Raiders of the lost scrolls

The discovery of the Dead Sea Scrolls months before the birth of the modern state of Israel, was arguably the greatest archeological and historical find in history. Not only did it verify that the land of Israel had been the national homeland of the Jewish people for millennium, it confirmed the authenticity of the Bible. The Hebrew scrolls dated to be two thousands years old, would be the same unchanged text passed on throughout the generations. 

A similar important historical discovery caused waves to sweep throughout Israel and the world this week, when fragments of ancient Biblical scrolls, and other treasures, were found in caves on the cliffs that hug the Dead Sea. Many are calling this Israel’s biggest archaeological find since the Dead Sea Scrolls. Dr Eitan Klein, the archaeologist who led the digs is now a household name in Israel. He has also won the affectionate title ‘Indiana Jones,’ due to the dare incurred in he and his team needed to salvage the scrolls. 

The fragments were discovered due to a plot worthy of a Hollywood blockbuster. Klein mapped it all out using a fascinating combination of gathering intelligence from Bedouin informers, cutting-edge technology and the sheer guts required to repel hundreds of meters into the entrance of the caves with an abyss hovering below. 

Before the first shovel of earth was unturned, Klein and the Israel Antiquities Authority set up a network of Bedouin informants to retrieve intelligence about the theft of Israeli antiquities. Not only did Klein have to squeeze out information from convicted antiquities thieves who as Bedouin, are people loyal to their tribe, he also had to work with the Israeli police, Interpol and even the FBI. This is because looted artifacts can eventually end up in museums as far away as Paris, London and New York. 

After gathering the necessary intelligence, Klein used an “air force” of drones that could photograph in such a fine resolution, that it was possible to measure the specifications of the caves and retrieve accurate imagery of up to an astonishing 1 centimeter. The state-of-the-art drones came with a fully autonomous functioning mode which meant no internet connection was required, which is an absolute necessity when mapping the remote and unforgiving desert. It was thanks to this “air force” of drones, that a 6000 year-old mummified girl was also discovered even before any digging had begun. 
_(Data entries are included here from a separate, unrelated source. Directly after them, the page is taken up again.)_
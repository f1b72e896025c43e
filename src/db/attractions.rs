use async_trait::async_trait;
#[cfg(test)]
use mockall::automock;
use sqlx::PgPool;

use crate::error::AppResult;
use crate::models::Attraction;

const ATTRACTION_COLUMNS: &str =
    "id, name, description, city, tags, average_rating, visit_count, status";

/// Read access to the attraction catalog
#[cfg_attr(test, automock)]
#[async_trait]
pub trait AttractionRepo: Send + Sync {
    /// Looks up a single attraction regardless of status
    async fn find_by_id(&self, id: i64) -> AppResult<Option<Attraction>>;

    /// Fetches the active attractions among the given ids
    async fn find_active_by_ids(&self, ids: &[i64]) -> AppResult<Vec<Attraction>>;

    /// Most popular active attractions, optionally restricted to one city,
    /// ordered by average rating then visit count
    async fn find_popular(&self, city: Option<String>, limit: i64) -> AppResult<Vec<Attraction>>;

    /// Active attractions sharing any of the given tags or cities, excluding
    /// the given ids, ordered by average rating
    async fn find_by_tags_or_city(
        &self,
        tags: &[String],
        cities: &[String],
        exclude_ids: &[i64],
        limit: i64,
    ) -> AppResult<Vec<Attraction>>;
}

/// Postgres-backed attraction reader
#[derive(Clone)]
pub struct PgAttractionRepo {
    pool: PgPool,
}

impl PgAttractionRepo {
    pub fn new(pool: PgPool) -> Self {
        Self { pool }
    }
}

#[async_trait]
impl AttractionRepo for PgAttractionRepo {
    async fn find_by_id(&self, id: i64) -> AppResult<Option<Attraction>> {
        let attraction = sqlx::query_as::<_, Attraction>(&format!(
            "SELECT {ATTRACTION_COLUMNS} FROM attractions WHERE id = $1"
        ))
        .bind(id)
        .fetch_optional(&self.pool)
        .await?;

        Ok(attraction)
    }

    async fn find_active_by_ids(&self, ids: &[i64]) -> AppResult<Vec<Attraction>> {
        let attractions = sqlx::query_as::<_, Attraction>(&format!(
            "SELECT {ATTRACTION_COLUMNS} FROM attractions \
             WHERE id = ANY($1) AND status = 'active'"
        ))
        .bind(ids.to_vec())
        .fetch_all(&self.pool)
        .await?;

        Ok(attractions)
    }

    async fn find_popular(&self, city: Option<String>, limit: i64) -> AppResult<Vec<Attraction>> {
        let attractions = sqlx::query_as::<_, Attraction>(&format!(
            "SELECT {ATTRACTION_COLUMNS} FROM attractions \
             WHERE status = 'active' AND ($1::text IS NULL OR city = $1) \
             ORDER BY average_rating DESC, visit_count DESC \
             LIMIT $2"
        ))
        .bind(city)
        .bind(limit)
        .fetch_all(&self.pool)
        .await?;

        Ok(attractions)
    }

    async fn find_by_tags_or_city(
        &self,
        tags: &[String],
        cities: &[String],
        exclude_ids: &[i64],
        limit: i64,
    ) -> AppResult<Vec<Attraction>> {
        let attractions = sqlx::query_as::<_, Attraction>(&format!(
            "SELECT {ATTRACTION_COLUMNS} FROM attractions \
             WHERE status = 'active' \
               AND NOT (id = ANY($3)) \
               AND (tags && $1 OR city = ANY($2)) \
             ORDER BY average_rating DESC \
             LIMIT $4"
        ))
        .bind(tags.to_vec())
        .bind(cities.to_vec())
        .bind(exclude_ids.to_vec())
        .bind(limit)
        .fetch_all(&self.pool)
        .await?;

        Ok(attractions)
    }
}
The centre of the excavations was the ‘Cave of Horrors’ chillingly named so seventy years ago, when 30 skeletons from the Bar Kochva period were found there. Perching over an abyss, the cave was the home of Jews in rebellion who were hiding from the cruel Romans, until, with nowhere to escape to, they eventually starved to death

These latest finds also date to the Bar Kochva rebellion of 132 CE. For the most they came from the books of the prophets Zechariah and Nahum. Unlike the earlier  Dead Sea Scrolls, or the fragments discovered previously from the Bar Kochva period (in which the leader asks for a lulav to celebrate the festival of Sukkoth), these newly discovered pieces were not written in Hebrew, they were all in Greek, that is, except for the tetragrammaton, the four-letter Hebrew word of the most holy name, otherwise known as HaShem. The fact that Greek could have been a lingua franca yet Jewish people still insisted on writing HaShem, is remarkable. No matter what the surrounding culture, HaShem was always in the minds of the Jewish people, so much so, that they stuck stubbornly to their belief and creed, in the face of a cruel Roman Empire bent on destroying them.